**SUPPLIED INFORMATION**

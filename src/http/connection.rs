use std::net::SocketAddr;
use std::sync::Arc;

use bytes::BytesMut;
use tokio::io::{AsyncReadExt, AsyncWriteExt};
use tokio::net::TcpStream;
use tracing::{debug, error, info, warn};

use crate::error::ServerError;
use crate::http::parser::{FrameState, ParseError, decode_request, frame_request};
use crate::http::request::Request;
use crate::http::response::Response;
use crate::http::writer::ResponseWriter;
use crate::router::Router;

/// Read sizing for a single connection.
#[derive(Debug, Clone, Copy, PartialEq, Eq)]
pub struct ConnectionLimits {
    /// Bytes requested from the socket per read
    pub read_chunk_size: usize,
    /// Largest request (head and body) accepted before answering 400
    pub max_request_bytes: usize,
}

impl Default for ConnectionLimits {
    fn default() -> Self {
        Self {
            read_chunk_size: 1024,
            max_request_bytes: 1024 * 1024,
        }
    }
}

pub struct Connection {
    stream: TcpStream,
    peer: SocketAddr,
    buffer: BytesMut,
    frame: FrameState,
    state: ConnectionState,
    router: Arc<Router>,
    limits: ConnectionLimits,
}

pub enum ConnectionState {
    Reading,
    Processing(Request),
    Writing(ResponseWriter),
    Closed,
}

impl Connection {
    pub fn new(
        stream: TcpStream,
        peer: SocketAddr,
        router: Arc<Router>,
        limits: ConnectionLimits,
    ) -> Self {
        Self {
            stream,
            peer,
            buffer: BytesMut::with_capacity(limits.read_chunk_size),
            frame: FrameState::ReadingHeaders,
            state: ConnectionState::Reading,
            router,
            limits,
        }
    }

    /// Serves exactly one request, then closes the socket.
    ///
    /// The socket is shut down on every path out of here, including errors.
    pub async fn run(&mut self) -> anyhow::Result<()> {
        let result = self.drive().await;
        self.state = ConnectionState::Closed;

        if let Err(e) = self.stream.shutdown().await {
            debug!(peer = %self.peer, error = %e, "Shutdown after response failed");
        }

        result
    }

    async fn drive(&mut self) -> anyhow::Result<()> {
        loop {
            self.state = match std::mem::replace(&mut self.state, ConnectionState::Closed) {
                ConnectionState::Reading => match self.read_request().await {
                    Ok(request) => ConnectionState::Processing(request),
                    Err(ServerError::ConnectionClosed) => {
                        debug!(peer = %self.peer, "Peer closed before sending a request");
                        ConnectionState::Closed
                    }
                    Err(ServerError::Io(e)) => return Err(e.into()),
                    Err(e) => {
                        warn!(peer = %self.peer, error = %e, "Rejecting request");
                        ConnectionState::Writing(self.error_writer(&e)?)
                    }
                },

                ConnectionState::Processing(request) => {
                    let response = match self.router.dispatch(&request) {
                        Ok(response) => response,
                        Err(e @ ServerError::NoRouteMatch { .. }) => {
                            debug!(peer = %self.peer, error = %e, "No route");
                            Response::not_found()
                        }
                        Err(e) => {
                            error!(
                                peer = %self.peer,
                                method = %request.method,
                                path = %request.path,
                                error = %e,
                                "Handler failed"
                            );
                            Response::internal_error()
                        }
                    };

                    info!(
                        peer = %self.peer,
                        method = %request.method,
                        path = %request.path,
                        status = response.status.as_u16(),
                        "Request handled"
                    );

                    let writer = match ResponseWriter::new(&response) {
                        Ok(writer) => writer,
                        Err(e) => {
                            let e = ServerError::from(e);
                            error!(peer = %self.peer, error = %e, "Response encoding failed");
                            self.error_writer(&e)?
                        }
                    };
                    ConnectionState::Writing(writer)
                }

                ConnectionState::Writing(mut writer) => {
                    if let Err(e) = writer.write_to_stream(&mut self.stream).await {
                        // Part of the response may be out already; nothing more is sent.
                        warn!(
                            peer = %self.peer,
                            written = writer.written(),
                            error = %e,
                            "Failed to write response"
                        );
                    }
                    ConnectionState::Closed
                }

                ConnectionState::Closed => break,
            };
        }

        Ok(())
    }

    /// Reads until the framer reports one complete message, then decodes it.
    pub async fn read_request(&mut self) -> Result<Request, ServerError> {
        let mut chunk = vec![0u8; self.limits.read_chunk_size];

        loop {
            let frame = frame_request(&self.buffer)?;
            if frame != self.frame {
                debug!(peer = %self.peer, state = ?frame, "Framing progress");
                self.frame = frame;
            }

            match frame {
                FrameState::Complete { message_len } => {
                    let message = self.buffer.split_to(message_len);
                    return Ok(decode_request(&message)?);
                }

                FrameState::ReadingBody {
                    received,
                    content_length,
                } if (self.buffer.len() - received)
                    .checked_add(content_length)
                    .is_none_or(|total| total > self.limits.max_request_bytes) =>
                {
                    return Err(self.too_large());
                }

                _ if self.buffer.len() >= self.limits.max_request_bytes => {
                    return Err(self.too_large());
                }

                _ => {}
            }

            let n = self.stream.read(&mut chunk).await?;

            if n == 0 {
                return Err(if self.buffer.is_empty() {
                    ServerError::ConnectionClosed
                } else {
                    ParseError::Truncated.into()
                });
            }

            self.buffer.extend_from_slice(&chunk[..n]);
        }
    }

    fn too_large(&self) -> ServerError {
        ParseError::TooLarge {
            limit: self.limits.max_request_bytes,
        }
        .into()
    }

    fn error_writer(&self, e: &ServerError) -> anyhow::Result<ResponseWriter> {
        let response = e
            .status()
            .map(Response::for_status)
            .unwrap_or_else(Response::internal_error);
        Ok(ResponseWriter::new(&response)?)
    }
}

**WHAT NEEDS TO BE DONE**
Retype the material word for word. Add nothing to it.

**TASK SOLUTION**
filename src/http/connection.rs
use std::net::SocketAddr;
use std::sync::Arc;

use bytes::BytesMut;
use tokio::io::{AsyncReadExt, AsyncWriteExt};
use tokio::net::TcpStream;
use tracing::{debug, error, info, warn};

use crate::error::ServerError;
use crate::http::parser::{FrameState, ParseError, decode_request, frame_request};
use crate::http::request::Request;
use crate::http::response::Response;
use crate::http::writer::ResponseWriter;
use crate::router::Router;

/// Read sizing for a single connection.
#[derive(Debug, Clone, Copy, PartialEq, Eq)]
pub struct ConnectionLimits {
    /// Bytes requested from the socket per read
    pub read_chunk_size: usize,
    /// Largest request (head and body) accepted before answering 400
    pub max_request_bytes: usize,
}

impl Default for ConnectionLimits {
    fn default() -> Self {
        Self {
            read_chunk_size: 1024,
            max_request_bytes: 1024 * 1024,
        }
    }
}

pub struct Connection {
    stream: TcpStream,
    peer: SocketAddr,
    buffer: BytesMut,
    frame: FrameState,
    state: ConnectionState,
    router: Arc<Router>,
    limits: ConnectionLimits,
}

pub enum ConnectionState {
    Reading,
    Processing(Request),
    Writing(ResponseWriter),
    Closed,
}

impl Connection {
    pub fn new(
        stream: TcpStream,
        peer: SocketAddr,
        router: Arc<Router>,
        limits: ConnectionLimits,
    ) -> Self {
        Self {
            stream,
            peer,
            buffer: BytesMut::with_capacity(limits.read_chunk_size),
            frame: FrameState::ReadingHeaders,
            state: ConnectionState::Reading,
            router,
            limits,
        }
    }

    /// Serves exactly one request, then closes the socket.
    ///
    /// The socket is shut down on every path out of here, including errors.
    pub async fn run(&mut self) -> anyhow::Result<()> {
        let result = self.drive().await;
        self.state = ConnectionState::Closed;

        if let Err(e) = self.stream.shutdown().await {
            debug!(peer = %self.peer, error = %e, "Shutdown after response failed");
        }

        result
    }

    async fn drive(&mut self) -> anyhow::Result<()> {
        loop {
            self.state = match std::mem::replace(&mut self.state, ConnectionState::Closed) {
                ConnectionState::Reading => match self.read_request().await {
                    Ok(request) => ConnectionState::Processing(request),
                    Err(ServerError::ConnectionClosed) => {
                        debug!(peer = %self.peer, "Peer closed before sending a request");
                        ConnectionState::Closed
                    }
                    Err(ServerError::Io(e)) => return Err(e.into()),
                    Err(e) => {
                        warn!(peer = %self.peer, error = %e, "Rejecting request");
                        ConnectionState::Writing(self.error_writer(&e)?)
                    }
                },

                ConnectionState::Processing(request) => {
                    let response = match self.router.dispatch(&request) {
                        Ok(response) => response,
                        Err(e @ ServerError::NoRouteMatch { .. }) => {
                            debug!(peer = %self.peer, error = %e, "No route");
                            Response::not_found()
                        }
                        Err(e) => {
                            error!(
                                peer = %self.peer,
                                method = %request.method,
                                path = %request.path,
                                error = %e,
                                "Handler failed"
                            );
                            Response::internal_error()
                        }
                    };

                    info!(
                        peer = %self.peer,
                        method = %request.method,
                        path = %request.path,
                        status = response.status.as_u16(),
                        "Request handled"
                    );

                    let writer = match ResponseWriter::new(&response) {
                        Ok(writer) => writer,
                        Err(e) => {
                            let e = ServerError::from(e);
                            error!(peer = %self.peer, error = %e, "Response encoding failed");
                            self.error_writer(&e)?
                        }
                    };
                    ConnectionState::Writing(writer)
                }

                ConnectionState::Writing(mut writer) => {
                    if let Err(e) = writer.write_to_stream(&mut self.stream).await {
                        // Part of the response may be out already; nothing more is sent.
                        warn!(
                            peer = %self.peer,
                            written = writer.written(),
                            error = %e,
                            "Failed to write response"
                        );
                    }
                    ConnectionState::Closed
                }

                ConnectionState::Closed => break,
            };
        }

        Ok(())
    }

    /// Reads until the framer reports one complete message, then decodes it.
    pub async fn read_request(&mut self) -> Result<Request, ServerError> {
        let mut chunk = vec![0u8; self.limits.read_chunk_size];

        loop {
            let frame = frame_request(&self.buffer)?;
            if frame != self.frame {
                debug!(peer = %self.peer, state = ?frame, "Framing progress");
                self.frame = frame;
            }

            match frame {
                FrameState::Complete { message_len } => {
                    let message = self.buffer.split_to(message_len);
                    return Ok(decode_request(&message)?);
                }

                FrameState::ReadingBody {
                    received,
                    content_length,
                } if (self.buffer.len() - received)
                    .checked_add(content_length)
                    .is_none_or(|total| total > self.limits.max_request_bytes) =>
                {
                    return Err(self.too_large());
                }

                _ if self.buffer.len() >= self.limits.max_request_bytes => {
                    return Err(self.too_large());
                }

                _ => {}
            }

            let n = self.stream.read(&mut chunk).await?;

            if n == 0 {
                return Err(if self.buffer.is_empty() {
                    ServerError::ConnectionClosed
                } else {
                    ParseError::Truncated.into()
                });
            }

            self.buffer.extend_from_slice(&chunk[..n]);
        }
    }

    fn too_large(&self) -> ServerError {
        ParseError::TooLarge {
            limit: self.limits.max_request_bytes,
        }
        .into()
    }

    fn error_writer(&self, e: &ServerError) -> anyhow::Result<ResponseWriter> {
        let response = e
            .status()
            .map(Response::for_status)
            .unwrap_or_else(Response::internal_error);
        Ok(ResponseWriter::new(&response)?)
    }
}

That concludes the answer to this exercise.